I have come to Daylesford to have a green juice with Calgary Avansino, whose chosen career would have seemed similarly far-fetched a decade ago. I first met Avansino years ago when she worked at Vogue as editor Alexandra Shulman’s assistant. At the time, she struck me as polite, pretty and a tiny bit scary, like everyone who works for Vogue. Today, she beams with the kind of good health you’d expect of someone who blogs about how to make chia seed pudding. Writing last year about “healthy fixes for the Christmas feast”, she urged readers to offer guests “an avocado and cacao mousse” instead of mince pies. “Your friends and your body will thank you,” she promised, strongly suggesting she has never met any of my friends. Her book on wellbeing, Keep It Real, will be published next year.

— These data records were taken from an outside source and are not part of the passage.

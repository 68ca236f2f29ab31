//! Side effects of a terminal event: persist, clean the index, broadcast.
//!
//! The dispatch loop sends one [`Finalized`] per terminal event. This task
//! handles them strictly in arrival order, so a device is never broadcast
//! before its record is written and two events of the same device are
//! persisted in sequence order.

use std::sync::Arc;

use hotplug_core::{Action, Device, DeviceDb, DeviceRecord, SeqNum, Terminal};
use tokio::sync::mpsc;

use crate::broadcast::BroadcastGateway;

/// Terminal state of one event, handed off by the dispatch loop.
#[derive(Debug, Clone, PartialEq, Eq)]
pub struct Finalized {
    pub seq: SeqNum,
    pub terminal: Terminal,
    pub device: Device,
}

pub struct Finalizer<D> {
    db: Arc<D>,
    gateway: BroadcastGateway,
}

impl<D: DeviceDb> Finalizer<D> {
    pub fn new(db: Arc<D>, gateway: BroadcastGateway) -> Self {
        Self { db, gateway }
    }

    /// Process finalized events until every sender is dropped. Returns how
    /// many were handled.
    pub async fn run(mut self, mut rx: mpsc::UnboundedReceiver<Finalized>) -> u64 {
        let mut handled = 0;
        while let Some(finalized) = rx.recv().await {
            self.finalize(finalized).await;
            handled += 1;
        }
        self.gateway.detach();
        tracing::debug!(handled, "finalizer drained");
        handled
    }

    async fn finalize(&self, finalized: Finalized) {
        let Finalized {
            seq,
            terminal,
            device,
        } = finalized;

        let db = self.db.clone();
        let record = DeviceRecord::new(seq, terminal, device);
        let stored = tokio::task::spawn_blocking(move || {
            if let Err(err) = db.persist(&record) {
                tracing::error!(seq = %record.seqnum, devpath = %record.device.devpath, error = %err, "persist failed");
            }
            if record.device.action == Action::Remove {
                if let Err(err) = db.remove_from_index(&record.device) {
                    tracing::error!(seq = %record.seqnum, devpath = %record.device.devpath, error = %err, "index cleanup failed");
                }
            }
            record
        })
        .await;

        match stored {
            Ok(record) => self.gateway.broadcast(&record.device),
            Err(err) => tracing::error!(seq = %seq, error = %err, "device database task failed"),
        }
    }
}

Despite having had her third child four months ago at the age of 40, Avansino is very slim. This is not really a surprise: in a recent blog, she detailed her typical weekly diet, which included lunches of avocado on broccoli bread (“My new favourite thing!”) and green smoothies for breakfast. She frequently advises against gluten and describes herself as “not crazy about wheat”. She also writes about how to feed kids healthily. For instance, “Don’t think you have to start your kids eating with bananas – start with a courgette or sweet potato, which is much better than a high glycemic banana.”

“I’ve never had any training, and I’m not a chef,” Avansino says when I ask about her nutritional qualifications. “I’ve just always eaten like this, and it comes from a very honest and easy place.”

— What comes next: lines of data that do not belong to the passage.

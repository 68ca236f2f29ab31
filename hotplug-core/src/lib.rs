//! hotplug core library — device types, configuration, device database.
//!
//! - [`types`] — devices, actions, sequence numbers, outcomes
//! - [`config`] — [`DaemonConfig`]
//! - [`db`] — [`DeviceDb`] and the file-backed [`FileDeviceDb`]
//! - [`error`] — [`ConfigError`], [`DbError`]

pub mod config;
pub mod db;
pub mod error;
pub mod types;

pub use config::{home_dir, DaemonConfig, LogFormat};
pub use db::{DeviceDb, DeviceRecord, FileDeviceDb};
pub use error::{ConfigError, DbError};
pub use types::{
    Action, DevNum, DevNumKind, DevPath, Device, Execution, FailureKind, Outcome, SeqNum, Terminal,
};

When Avansino moved to London from the US with her husband 14 years ago, people thought her “a total weirdo” for eating quinoa. Today, she says, everyone else is catching on: “I read this great article recently about how where you get your juice now is more important than what label you wear, because it’s sort of like discreet one-upmanship. I think it’s all positive.”

As anyone who has endured a million Instagram photos of avocado on gluten-free bread (“#avotoast!!!”) knows, Avansino is right: ostentatiously ascetic good health is now a major fashion trend. “Wellness”, as style.com recently put it, using the zeitgeisty term for the pursuit of health, is “the new luxury status symbol… If five years ago it was a Céline bag, today’s ultimate status symbol might just be a SoulCycle hoodie and a green juice.” While such breathless prose might make you want to throw a spiralizer through a window (for the uninitiated, that’s a machine that turns vegetables into vague substitutes for spaghetti, thus sparing you those dreaded carbs), it is true that the pursuit of “wellness” hits that crucial point on the Venn diagram between aspiration, self-love and slimness. It’s the ultimate modern sweet spot, especially because you don’t even have to admit that you’re trying to lose weight (so boring, so unfashionable). You are simply pursuing “wellness”.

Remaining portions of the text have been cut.